Germany — BSI C5: The Attestation That Quietly Became Europe's Reference
The Cloud Computing Compliance Criteria Catalogue (C5) is, on paper, just one of Germany’s many security guidance documents from the Bundesamt für Sicherheit in der Informationstechnik. In practice, C5 is the most adopted national cloud framework in the EU by hyperscaler count, the closest reference for the EUCS Substantial level, and the cleanest example of attestation-via-third-party-audit done well. This article walks through what C5 actually demands, how it differs from a certification, and why German pragmatism on sovereignty turned C5 into a continent-level reference.
The system at a glance
The framework is Cloud Computing Compliance Criteria Catalogue (C5). Two versions are operative as of mid-2026:
- C5:2020 — published January 2020. Remains operative for Type 2 audit periods beginning before 1 June 2027.
- C5:2026 — published as final version in March 2026. Applies to audit periods beginning on or after 1 June 2027. Substantial revision: 129 revised criteria, 39 new ones, restructured for EUCS alignment with criteria split into subcriteria. Adds explicit coverage of container management, supply-chain security, post-quantum cryptography, confidential computing, sharper client separation, and sovereignty. Integrates references to CSA CCM v4, ISO/IEC 27001:2022, and NIS2.
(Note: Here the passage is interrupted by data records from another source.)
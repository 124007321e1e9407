use crate::cli::LogLevel;
use tracing::level_filters::LevelFilter;

/// Installs the stderr subscriber. Stdout belongs to the checklist screen.
pub fn init(level: LogLevel) {
    let filter = level.filter();
    if filter == LevelFilter::OFF {
        return;
    }

    // A second install (tests, embedding) keeps the first subscriber.
    let _ = tracing_subscriber::fmt()
        .with_max_level(filter)
        .with_writer(std::io::stderr)
        .with_target(false)
        .try_init();
}
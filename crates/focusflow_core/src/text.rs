const ELLIPSIS: char = '…';

/// Shortens `text` to at most `limit` chars, marking the cut with an ellipsis.
pub fn truncate(text: &str, limit: usize) -> String {
    if text.chars().count() <= limit {
        return text.to_string();
    }

    let mut shortened: String = text.chars().take(limit.saturating_sub(1)).collect();
    shortened.push(ELLIPSIS);
    shortened
}
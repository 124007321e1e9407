use crate::session::{Notice, Tone};
use focusflow_core::config::Palette;
use focusflow_core::model::{Task, TaskStatus};
use focusflow_core::text::truncate;
use std::io::{self, Write};
use tabled::builder::Builder;
use tabled::settings::Style;
use time::macros::format_description;

const BANNER_WIDTH: usize = 60;
const BANNER_TEXT: &str = "  ✨  FocusFlow CLI: manage tasks at the speed of thought";
const EMPTY_TEXT: &str = "No todos yet. Add your first one!";
const FAREWELL_TEXT: &str = "Bye! Go crush those goals.";

/// Draws one full frame: banner, task table, the pending notice and the menu.
pub fn screen<W: Write>(
    out: &mut W,
    palette: &Palette,
    tasks: &[Task],
    title_width: usize,
    notice: Option<&Notice>,
) -> io::Result<()> {
    write!(out, "{}", palette.clear_screen)?;
    banner(out, palette)?;

    writeln!(out)?;
    if tasks.is_empty() {
        writeln!(out, "{}", palette.paint(palette.gray, EMPTY_TEXT))?;
    } else {
        writeln!(out, "{}", task_table(palette, tasks, title_width))?;
    }
    writeln!(out)?;

    if let Some(notice) = notice {
        writeln!(out, "{}", palette.paint(tone_color(palette, notice.tone), &notice.message))?;
    }

    menu(out, palette)
}

pub fn prompt<W: Write>(out: &mut W, palette: &Palette, label: &str) -> io::Result<()> {
    write!(out, "{}", palette.paint(palette.cyan, label))?;
    out.flush()
}

pub fn farewell<W: Write>(out: &mut W, palette: &Palette) -> io::Result<()> {
    write!(out, "{}", palette.clear_screen)?;
    writeln!(out, "{}", palette.paint(palette.green, FAREWELL_TEXT))?;
    out.flush()
}

pub fn input_failure<W: Write>(out: &mut W, palette: &Palette, reason: &str) -> io::Result<()> {
    writeln!(
        out,
        "{}",
        palette.paint(palette.red, &format!("Failed to read input: {reason}"))
    )?;
    out.flush()
}

fn banner<W: Write>(out: &mut W, palette: &Palette) -> io::Result<()> {
    let rule = "═".repeat(BANNER_WIDTH);
    writeln!(out, "{}", palette.paint(palette.magenta, &rule))?;
    writeln!(
        out,
        "{}{}",
        palette.bold,
        palette.paint(palette.magenta, BANNER_TEXT)
    )?;
    writeln!(out, "{}", palette.paint(palette.magenta, &rule))
}

fn menu<W: Write>(out: &mut W, palette: &Palette) -> io::Result<()> {
    let rule = "-".repeat(BANNER_WIDTH);
    writeln!(out, "{}", palette.paint(palette.gray, &rule))?;
    writeln!(
        out,
        "{} Add    {} Toggle    {} Delete    {} Clear Completed    {} Quit",
        palette.paint(palette.magenta, "[1]"),
        palette.paint(palette.blue, "[2]"),
        palette.paint(palette.red, "[3]"),
        palette.paint(palette.green, "[4]"),
        palette.paint(palette.yellow, "[Q]"),
    )?;
    writeln!(out, "{}", palette.paint(palette.gray, &rule))
}

fn task_table(palette: &Palette, tasks: &[Task], title_width: usize) -> String {
    let mut builder = Builder::default();
    builder.push_record(
        ["#", "Status", "Task", "Created"].map(|header| palette.paint(palette.bold, header)),
    );

    for (idx, task) in tasks.iter().enumerate() {
        let number = palette.paint(palette.blue, &format!("{:>2}", idx + 1));
        let title = truncate(&task.title, title_width);
        let row = match task.status {
            TaskStatus::Pending => [
                number,
                palette.paint(palette.yellow, "[ ]"),
                title,
                created_label(task),
            ],
            TaskStatus::Completed { .. } => [
                number,
                palette.paint(palette.green, "[✔]"),
                palette.paint(palette.faint, &title),
                completed_label(task),
            ],
        };
        builder.push_record(row);
    }

    let mut table = builder.build();
    table.with(Style::psql());
    table.to_string()
}

fn created_label(task: &Task) -> String {
    task.created_at
        .format(format_description!("[month repr:short] [day] [hour]:[minute]"))
        .unwrap_or_else(|_| "-".to_string())
}

fn completed_label(task: &Task) -> String {
    task.completed_at()
        .and_then(|at| at.format(format_description!("Done [hour]:[minute]")).ok())
        .unwrap_or_else(|| "Done".to_string())
}

fn tone_color(palette: &Palette, tone: Tone) -> &'static str {
    match tone {
        Tone::Success => palette.green,
        Tone::Info => palette.blue,
        Tone::Removal => palette.magenta,
        Tone::Warning => palette.yellow,
        Tone::Error => palette.red,
    }
}
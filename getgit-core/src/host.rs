//! Read-only access to the machine we are installing on.
//!
//! Detection and the dispatcher only talk to the host through [`Host`], so the
//! whole flow can be exercised against an in-memory host in tests.

use std::fs;
use std::path::Path;
use std::process::Command;
use std::time::Duration;

pub trait Host {
    /// Contents of a file, `None` when missing or unreadable
    fn read_file(&self, path: &str) -> Option<String>;

    /// Trimmed stdout of a command that exited successfully
    fn capture(&self, program: &str, args: &[&str]) -> Option<String>;

    /// Whether a command resolves on PATH
    fn has_command(&self, name: &str) -> bool;

    /// Kernel name as reported by `uname -s` ("Linux", "Darwin", ...)
    fn kernel_name(&self) -> String;

    fn is_superuser(&self) -> bool;

    /// Blocks for an advisory delay
    fn pause(&self, duration: Duration);
}

/// The real host
#[derive(Debug, Default, Clone, Copy)]
pub struct SystemHost;

impl Host for SystemHost {
    fn read_file(&self, path: &str) -> Option<String> {
        fs::read_to_string(Path::new(path)).ok()
    }

    fn capture(&self, program: &str, args: &[&str]) -> Option<String> {
        let output = Command::new(program).args(args).output().ok()?;
        if !output.status.success() {
            log::debug!("{} {} exited with {}", program, args.join(" "), output.status);
            return None;
        }
        let stdout = String::from_utf8_lossy(&output.stdout).trim().to_string();
        Some(stdout)
    }

    fn has_command(&self, name: &str) -> bool {
        which::which(name).is_ok()
    }

    fn kernel_name(&self) -> String {
        self.capture("uname", &["-s"])
            .filter(|name| !name.is_empty())
            .unwrap_or_else(|| std::env::consts::OS.to_string())
    }

    fn is_superuser(&self) -> bool {
        #[cfg(unix)]
        {
            unsafe { libc::geteuid() == 0 }
        }
        #[cfg(not(unix))]
        {
            false
        }
    }

    fn pause(&self, duration: Duration) {
        std::thread::sleep(duration);
    }
}
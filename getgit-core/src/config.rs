/// Configuration for one installation run
#[derive(Debug, Clone, Default, PartialEq)]
pub struct RunConfig {
    /// Print the planned commands instead of running them
    pub dry_run: bool,
    /// Stop after the repository is configured and the cache refreshed
    pub repo_only: bool,
    /// Package version to request, without any leading `v`
    pub version: Option<String>,
}

impl RunConfig {
    /// Builds a config, normalizing the requested version.
    /// An empty version means "latest".
    pub fn new(dry_run: bool, repo_only: bool, version: Option<&str>) -> Self {
        Self {
            dry_run,
            repo_only,
            version: version.and_then(normalize_version),
        }
    }
}

/// Strips a leading `v` (as in `v2.43.0`) and surrounding whitespace
pub fn normalize_version(raw: &str) -> Option<String> {
    let trimmed = raw.trim();
    let stripped = trimmed.strip_prefix('v').unwrap_or(trimmed);
    if stripped.is_empty() {
        None
    } else {
        Some(stripped.to_string())
    }
}

/// The software this installer puts on the host
#[derive(Debug, Clone, Copy)]
pub struct Package {
    pub name: &'static str,
    /// Command that is on PATH once installed
    pub command: &'static str,
    pub apt_package: &'static str,
    pub rpm_package: &'static str,
    /// Third-party repository for distributions that ship an old release
    pub ppa: &'static str,
    /// Package that provides `add-apt-repository`
    pub repo_helper: &'static str,
}

pub const GIT: Package = Package {
    name: "Git",
    command: "git",
    apt_package: "git",
    rpm_package: "git",
    ppa: "ppa:git-core/ppa",
    repo_helper: "software-properties-common",
};
use std::fmt;

use crate::config::Package;
use crate::detect::detect;
use crate::distro::{DistributionInfo, DistroFamily};
use crate::error::InstallError;
use crate::host::Host;
use crate::privilege::Elevation;

/// What an installation would run into on this host
#[derive(Debug)]
pub struct StatusReport {
    pub distribution: Result<DistributionInfo, InstallError>,
    pub family: Option<DistroFamily>,
    pub end_of_life: bool,
    pub elevation: Option<Elevation>,
    pub package_name: &'static str,
    /// Version reported by the already installed command
    pub installed: Option<String>,
}

impl StatusReport {
    pub fn is_supported(&self) -> bool {
        self.family.is_some()
    }
}

/// Gathers host status without changing anything
pub fn check_status(host: &impl Host, package: &Package) -> StatusReport {
    let distribution = detect(host);
    let (family, end_of_life) = match &distribution {
        Ok(info) => (DistroFamily::resolve(info).ok(), info.is_end_of_life()),
        Err(_) => (None, false),
    };

    let installed = if host.has_command(package.command) {
        host.capture(package.command, &["--version"])
            .or_else(|| Some("installed".to_string()))
    } else {
        None
    };

    StatusReport {
        distribution,
        family,
        end_of_life,
        elevation: Elevation::resolve(host).ok(),
        package_name: package.name,
        installed,
    }
}

impl fmt::Display for StatusReport {
    fn fmt(&self, f: &mut fmt::Formatter<'_>) -> fmt::Result {
        writeln!(f, "\n==================================================")?;
        writeln!(f, "  Host Status")?;
        writeln!(f, "==================================================\n")?;

        match &self.distribution {
            Ok(info) if info.id.is_empty() => writeln!(f, "✗ Distribution: unknown")?,
            Ok(info) => writeln!(f, "✓ Distribution: {}", info)?,
            Err(e) => writeln!(f, "✗ Distribution: {}", e)?,
        }

        match self.family {
            Some(family) => writeln!(f, "✓ Family: {}", family.label())?,
            None => writeln!(f, "✗ Family: unsupported")?,
        }

        if self.end_of_life {
            writeln!(f, "⚠ This release has reached end-of-life")?;
        }

        match self.elevation {
            Some(elevation) => writeln!(f, "✓ Elevation: {}", elevation)?,
            None => writeln!(f, "✗ Elevation: neither sudo nor su found")?,
        }

        match &self.installed {
            Some(version) => writeln!(f, "✓ {}: {}", self.package_name, version)?,
            None => writeln!(f, "✗ {}: not installed", self.package_name)?,
        }

        writeln!(f, "\n==================================================")
    }
}
use anyhow::Result;
use getgit_core::{check_status, detect, InstallError, Installer, Outcome, SystemHost, GIT};

mod cli;

fn main() -> Result<()> {
    let (args, illegal) = cli::parse_args();

    for flag in &illegal {
        eprintln!("Illegal option {}", flag);
    }

    // Initialize logger with appropriate level based on verbose flag
    if std::env::var("RUST_LOG").is_err() {
        if args.verbose {
            std::env::set_var("RUST_LOG", "debug");
        } else {
            std::env::set_var("RUST_LOG", "info");
        }
    }
    env_logger::Builder::from_default_env()
        .format_timestamp(None)
        .format_target(false)
        .init();

    let host = SystemHost;

    if args.check {
        print!("{}", check_status(&host, &GIT));
        return Ok(());
    }

    let config = args.run_config();
    if config.dry_run {
        log::info!("Running in DRY-RUN mode - no commands will be executed");
    }
    if let Some(version) = &config.version {
        log::info!("Requesting {} version {}", GIT.name, version);
    }

    let result = detect(&host).and_then(|info| Installer::new(&host, &config).install(&info));

    match result {
        Ok(Outcome::Installed { .. }) | Ok(Outcome::DryRun) => Ok(()),
        Ok(Outcome::RepositoryConfigured) => {
            log::info!("Repository configured; run again without --setup-repo to install {}", GIT.name);
            Ok(())
        }
        Err(e) => {
            let code = e.exit_code();
            report_error(e);
            std::process::exit(code);
        }
    }
}

fn report_error(error: InstallError) {
    let hint = match &error {
        InstallError::UnsupportedPlatform { hint, .. } => hint.clone(),
        _ => None,
    };

    eprintln!();
    eprintln!("ERROR: {:#}", anyhow::Error::from(error));
    if let Some(hint) = hint {
        eprintln!();
        eprintln!("{}", hint);
    }
    eprintln!();
}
The first edition was published in 2016 as the “Cloud Computing Compliance Controls Catalogue”. The 2020 revision restructured controls and tightened regulatory disclosure. The 2026 revision is the most significant update since the framework’s inception and is intended to close the alignment gap between C5 and the post-NIS2 regulatory regime as audit periods migrate to C5:2026 from 1 June 2027 onward.
The framework is operated by the Bundesamt für Sicherheit in der Informationstechnik (BSI) — Federal Office for Information Security, Bonn. BSI does not audit cloud services directly. It defines the criteria; accredited third-party auditors perform the attestation work; BSI maintains the credibility of the framework through its mandate under the BSI Act (BSIG).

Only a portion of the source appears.